Non-Receptor (Cytoplasmic) Tyrosine Kinases

  • Some surface receptors lack an intrinsic kinase domain; instead, they recruit a separate protein tyrosine kinase.
    • Receptor + kinase associate to form a functional signalling unit.
    • Only the kinase subunit owns catalytic activity.

  • First discovered member: Src (pronounced “sarc”)
    • Isolated from avian sarcoma virus (v-Src gene).
    • A mutated Src can transform normal cells into malignant ones.
    – Classic demonstration that a single oncogenic kinase can override normal growth control.

Connections to Earlier Material & Broader Significance

  • Complements GPCR pathways: whereas GPCRs often modulate second messengers (cAMP, IP$_3$, Ca$^{2+}$), TK receptors directly phosphorylate protein substrates.

  • Endocytosis linkage: EGFR story illustrates one cellular “brake” on RTK signalling—internalization & degradation.

  • Cancer biology: many oncogenes (EGFR, HER2, Src, Bcr-Abl) are kinases or adaptor proteins downstream of kinases.

  • Pharmacology: numerous anticancer drugs are ATP-competitive TK inhibitors (e.g., imatinib for Bcr-Abl, erlotinib for EGFR).
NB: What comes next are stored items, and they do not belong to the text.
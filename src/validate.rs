//! Post-generation source validation.
//!
//! Cheap structural checks per target language, plus an optional external
//! syntax-check command. Failures here feed the repair loop: the orchestrator
//! regenerates with the validation error attached to the bundle, a bounded
//! number of times.

use std::path::Path;
use std::process::Stdio;
use thiserror::Error;
use tokio::process::Command;

use crate::manifest::{ComponentSpec, TargetKind, TargetLanguage};

#[derive(Debug, Clone, Error)]
pub enum ValidationError {
    #[error("generated source is empty")]
    Empty,

    #[error("Java source must contain at least one class, interface, or enum declaration")]
    MissingTypeDeclaration,

    #[error("Java source must start with 'package {expected};'")]
    MissingPackageDeclaration { expected: String },

    #[error("executable target must define an entry point ({expected})")]
    MissingEntryPoint { expected: &'static str },

    #[error("syntax check failed:\n{output}")]
    SyntaxCheckFailed { output: String },

    #[error("syntax check could not run: {reason}")]
    SyntaxCheckUnavailable { reason: String },
}

/// Structural validation of generated source.
pub fn validate_source(source: &str, spec: &ComponentSpec) -> Result<(), ValidationError> {
    if source.trim().is_empty() {
        return Err(ValidationError::Empty);
    }

    match spec.language {
        TargetLanguage::Python => {
            if spec.kind == TargetKind::Binary && !source.contains("__main__") {
                return Err(ValidationError::MissingEntryPoint {
                    expected: "if __name__ == \"__main__\":",
                });
            }
        }
        TargetLanguage::Java => {
            if !["class ", "interface ", "enum "].iter().any(|kw| source.contains(kw)) {
                return Err(ValidationError::MissingTypeDeclaration);
            }
            let expected = format!("package {};", spec.module);
            // Comments may precede the package declaration.
            if !source.contains(&expected) {
                return Err(ValidationError::MissingPackageDeclaration { expected: spec.module.clone() });
            }
            if spec.kind == TargetKind::Binary && !source.contains("static void main") {
                return Err(ValidationError::MissingEntryPoint {
                    expected: "public static void main(String[] args)",
                });
            }
        }
    }
    Ok(())
}

/// Run the configured external syntax checker against a source file.
///
/// The checker argv gets the file path appended; a non-zero exit fails
/// validation with the tool's combined output.
pub async fn run_syntax_check(argv: &[String], source_file: &Path) -> Result<(), ValidationError> {
    let Some((program, args)) = argv.split_first() else {
        return Ok(());
    };

    let output = Command::new(program)
        .args(args)
        .arg(source_file)
        .stdout(Stdio::piped())
        .stderr(Stdio::piped())
        .stdin(Stdio::null())
        .output()
        .await
        .map_err(|e| ValidationError::SyntaxCheckUnavailable {
            reason: format!("failed to spawn {program}: {e}"),
        })?;

    if output.status.success() {
        return Ok(());
    }
    let mut combined = String::from_utf8_lossy(&output.stdout).into_owned();
    combined.push_str(&String::from_utf8_lossy(&output.stderr));
    Err(ValidationError::SyntaxCheckFailed { output: combined.trim().to_string() })
}

#[cfg(test)]
mod tests {
    use super::*;
    use crate::manifest::BackendParams;

    fn spec(language: TargetLanguage, kind: TargetKind) -> ComponentSpec {
        ComponentSpec {
            id: "x".to_string(),
            description: "desc".to_string(),
            language,
            kind,
            module: "com.example".to_string(),
            dependencies: vec![],
            docs: vec![],
            resources: vec![],
            params: BackendParams {
                model: "m".to_string(),
                temperature: 0.2,
                max_output_tokens: 256,
            },
        }
    }

    #[test]
    fn empty_source_rejected() {
        let err = validate_source("  \n", &spec(TargetLanguage::Python, TargetKind::Library));
        assert!(matches!(err, Err(ValidationError::Empty)));
    }

    #[test]
    fn python_library_accepts_plain_module() {
        let ok = validate_source("def f(): ...\n", &spec(TargetLanguage::Python, TargetKind::Library));
        assert!(ok.is_ok());
    }

    #[test]
    fn python_binary_needs_main_guard() {
        let s = spec(TargetLanguage::Python, TargetKind::Binary);
        assert!(validate_source("def f(): ...\n", &s).is_err());
        assert!(validate_source("if __name__ == \"__main__\":\n    f()\n", &s).is_ok());
    }

    #[test]
    fn java_needs_type_and_package() {
        let s = spec(TargetLanguage::Java, TargetKind::Library);
        assert!(matches!(
            validate_source("int x = 1;", &s),
            Err(ValidationError::MissingTypeDeclaration)
        ));
        assert!(matches!(
            validate_source("public class X {}", &s),
            Err(ValidationError::MissingPackageDeclaration { .. })
        ));
        assert!(validate_source("package com.example;\npublic class X {}", &s).is_ok());
    }

    #[test]
    fn java_binary_needs_main() {
        let s = spec(TargetLanguage::Java, TargetKind::Binary);
        let no_main = "package com.example;\npublic class X {}";
        assert!(matches!(
            validate_source(no_main, &s),
            Err(ValidationError::MissingEntryPoint { .. })
        ));
        let with_main =
            "package com.example;\npublic class X { public static void main(String[] args) {} }";
        assert!(validate_source(with_main, &s).is_ok());
    }

    #[cfg(unix)]
    #[tokio::test]
    async fn syntax_check_reports_tool_output() {
        let tmp = tempfile::tempdir().unwrap();
        let file = tmp.path().join("x.py");
        std::fs::write(&file, "def f(:").unwrap();

        let ok = run_syntax_check(&["true".to_string()], &file).await;
        assert!(ok.is_ok());

        let err = run_syntax_check(&["false".to_string()], &file).await.unwrap_err();
        assert!(matches!(err, ValidationError::SyntaxCheckFailed { .. }));
    }
}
Ethical, Clinical, & Practical Implications

  • Targeting kinase pathways can save lives (e.g., chronic myeloid leukemia), yet raises questions about
    • Drug affordability & global access.
    • Off-target toxicities (because kinases regulate diverse tissues).
    • Resistance evolution—mutations in kinase domains can render drugs ineffective.

  • Personalized medicine: tumor genotyping to match patients with specific kinase inhibitors is now standard practice.

Key Take-Home Bullets

  • Protein kinase–linked receptors signal via phosphorylation cascades.

  • Two amino-acid specificities: Tyr  (Y)\text{Tyr}\;(Y) vs Ser/Thr  (S/T)\text{Ser/Thr}\;(S/T).

  • RTKs = single-pass membrane proteins; many drive growth & proliferation.

  • Some receptors rely on non-receptor tyrosine kinases (e.g., Src) for catalytic activity.

  • Dysregulation = major route to oncogenesis; therapeutic inhibition is a central theme of modern cancer treatment.